Justement, comment pourriez-vous définir ce que François veut pour le gouvernement de l'Eglise ?

    Le cadre institutionnel de toute réforme intérieure est important. Si les structures deviennent des obstacles à l'évangélisation et à la mission de l'Église, il ne faut pas faire semblant de regarder ailleurs ; je pense que nous touchons ainsi le cœur de la réforme gouvernementale voulue avec courage par François. Il était devenu évident que certains aspects de la vie de la Curie romaine devaient faire l'objet d'une véritable réflexion.
    Nous avons beaucoup abordé ces points lors des discussions qui ont précédé l'entrée en conclave, en mars 2013. Personnellement, je pense qu'il faut souligner que les membres de la Curie ne sont pas des hauts fonctionnaires ; ce sont des laïcs, des prêtres, des évêques et des cardinaux qui ne doivent pas oublier leur vocation.

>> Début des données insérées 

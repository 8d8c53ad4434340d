// WebAssembly bindings for the browser front end
use crate::config::Config;
use crate::engine::{rephrase_hints, UnitEngine};
use crate::units::Category;
use wasm_bindgen::prelude::*;

fn js_error(message: String) -> JsValue {
    js_sys::Error::new(&message).into()
}

#[wasm_bindgen]
pub struct UnitConvWasm {
    engine: UnitEngine,
}

impl Default for UnitConvWasm {
    fn default() -> Self {
        Self::new()
    }
}

#[wasm_bindgen]
impl UnitConvWasm {
    #[wasm_bindgen(constructor)]
    pub fn new() -> Self {
        Self {
            engine: UnitEngine::default(),
        }
    }

    /// Build from TOML config contents (precision and extra aliases)
    #[wasm_bindgen]
    pub fn with_config(config_content: &str) -> Result<UnitConvWasm, JsValue> {
        let config = Config::load_from_str(config_content)
            .map_err(|e| js_error(format!("Failed to load config: {}", e)))?;
        let engine = UnitEngine::from_config(&config).map_err(|e| js_error(e.to_string()))?;
        Ok(Self { engine })
    }

    /// Extract a request from free text
    /// Returns JSON: {"value": 5.0 | null, "source_unit": "kilogram" | null, "target_unit": ...}
    #[wasm_bindgen]
    pub fn extract(&self, text: &str) -> Result<String, JsValue> {
        let request = self.engine.extract(text);
        serde_json::to_string(&request)
            .map_err(|e| js_error(format!("Failed to serialize request: {}", e)))
    }

    /// Convert a value between two unit names or aliases
    #[wasm_bindgen]
    pub fn convert(
        &self,
        value: f64,
        from: &str,
        to: &str,
        category: Option<String>,
    ) -> Result<f64, JsValue> {
        let category = category
            .map(|c| c.parse::<Category>())
            .transpose()
            .map_err(|e| js_error(e.to_string()))?;
        let result = self
            .engine
            .convert_named(value, from, to, category)
            .map_err(|e| js_error(e.to_string()))?;
        Ok(result.result)
    }

    /// Free-text conversion
    /// Returns JSON with the result and its display string, or throws with rephrase hints
    #[wasm_bindgen]
    pub fn ask(&self, text: &str) -> Result<String, JsValue> {
        match self.engine.ask(text) {
            Ok(result) => {
                let body = serde_json::json!({
                    "value": result.value,
                    "source_unit": result.source_unit,
                    "result": result.result,
                    "target_unit": result.target_unit,
                    "formatted": self.engine.format(&result),
                });
                serde_json::to_string(&body)
                    .map_err(|e| js_error(format!("Failed to serialize result: {}", e)))
            }
            Err(e) => {
                let hints = rephrase_hints(&self.engine.extract(text));
                Err(js_error(format!("{} {}", e, hints.join(" ")).trim().to_string()))
            }
        }
    }

    /// Units per category, in picker order
    /// Returns JSON: {"length": ["meter", ...], "weight": [...], "temperature": [...]}
    #[wasm_bindgen]
    pub fn units(&self) -> Result<String, JsValue> {
        let mut listing = serde_json::Map::new();
        for category in Category::ALL {
            listing.insert(
                category.name().to_string(),
                serde_json::json!(category.units()),
            );
        }
        serde_json::to_string(&listing)
            .map_err(|e| js_error(format!("Failed to serialize units: {}", e)))
    }
}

Aujourd'hui, le difficile travail du pape consiste à assainir les structures. Mais le Saint-Père veut surtout redonner une plus grande dynamique intérieure à ceux qui travaillent à ses côtés. C'est pourquoi il a souhaité que la Curie réalise, hors de Rome et loin des activités quotidiennes, une longue retraite spirituelle pendant le carême, en 2014.

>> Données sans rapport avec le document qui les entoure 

//! Logger bootstrap for the command-line binary.
//!
//! The library only talks to the `log` facade. The binary installs a
//! `flexi_logger` backend writing to stderr, so stdout carries results only.

use flexi_logger::{Logger, LoggerHandle};

pub const DEFAULT_LOG_LEVEL: &str = "warn";

/// Starts stderr logging with a level or a full logger spec ("info",
/// "unitconv::extract=debug"). Keep the returned handle alive for the
/// lifetime of the process.
///
/// # Errors
/// Returns a human-readable message when the spec is invalid or the backend
/// cannot start.
pub fn init_logging(spec: &str) -> Result<LoggerHandle, String> {
    let spec = normalize_spec(spec);
    Logger::try_with_str(&spec)
        .map_err(|err| format!("invalid log level `{}`: {}", spec, err))?
        .log_to_stderr()
        .start()
        .map_err(|err| format!("failed to start logger: {}", err))
}

fn normalize_spec(spec: &str) -> String {
    let trimmed = spec.trim();
    if trimmed.is_empty() {
        DEFAULT_LOG_LEVEL.to_string()
    } else {
        trimmed.to_lowercase()
    }
}
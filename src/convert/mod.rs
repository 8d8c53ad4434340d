// Pure conversion functions for length, weight and temperature

pub mod converter;
pub mod factors;
pub mod formatter;

#[cfg(test)]
mod tests;

pub use converter::{
    category_of, convert, convert_in_category, convert_length, convert_temperature,
    convert_weight,
};
pub use formatter::{ConversionResult, DEFAULT_PRECISION};
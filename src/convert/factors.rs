use crate::units::{ConvertError, Unit};

/// Units per meter
pub const LENGTH_FACTORS: &[(Unit, f64)] = &[
    (Unit::Meter, 1.0),
    (Unit::Kilometer, 0.001),
    (Unit::Mile, 0.000621371),
    (Unit::Yard, 1.09361),
    (Unit::Foot, 3.28084),
];

/// Units per gram
pub const WEIGHT_FACTORS: &[(Unit, f64)] = &[
    (Unit::Gram, 1.0),
    (Unit::Kilogram, 0.001),
    (Unit::Pound, 0.00220462),
    (Unit::Ounce, 0.035274),
];

/// Factor of `unit` in `table`, or `InvalidUnit` when the table has no entry
pub fn lookup(table: &[(Unit, f64)], unit: Unit) -> Result<f64, ConvertError> {
    table
        .iter()
        .find(|(u, _)| *u == unit)
        .map(|(_, factor)| *factor)
        .ok_or_else(|| ConvertError::InvalidUnit(unit.name().to_string()))
}

/// `value * factor[to] / factor[from]`
pub fn scale(table: &[(Unit, f64)], value: f64, from: Unit, to: Unit) -> Result<f64, ConvertError> {
    let from_factor = lookup(table, from)?;
    let to_factor = lookup(table, to)?;
    Ok(value * (to_factor / from_factor))
}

    À un autre niveau, je pense que la réforme envisagée se situe dans notre rapport au pouvoir, à l'argent et à la richesse. Sur ce point, il y a un grand travail qui va au-delà de la seule Curie romaine ; toute l'Église est hélas concernée par le problème du carriérisme, cette recherche effrénée du pouvoir, des privilèges, des honneurs, des reconnaissances sociales et de la puissance politique et financière. Seule une conversion véritable permettra de dépasser ces défauts, qui ne sont pas nouveaux.
    Le vrai pouvoir dans l'Église est essentiellement un service humble et joyeux à la suite du Christ qui « est venu non pour être servi mais pour servir, et donner sa vie en rançon pour la multitude » (Mt 20, 28). Si nous ignorons la pauvreté du Christ, en oubliant qu'il a rappelé que nous ne pouvons pas servir deux maîtres, Dieu et le veau d'or, il n'y aura aucune réforme possible. Une nouvelle fois, la seule solution réside dans la prière pour que les pasteurs se replacent face au Christ et à leur vocation ; en ce sens, nous ne devons pas laisser les langueurs de la lassitude se poser sur les promesses de notre ordination sacerdotale ou de notre profession religieuse.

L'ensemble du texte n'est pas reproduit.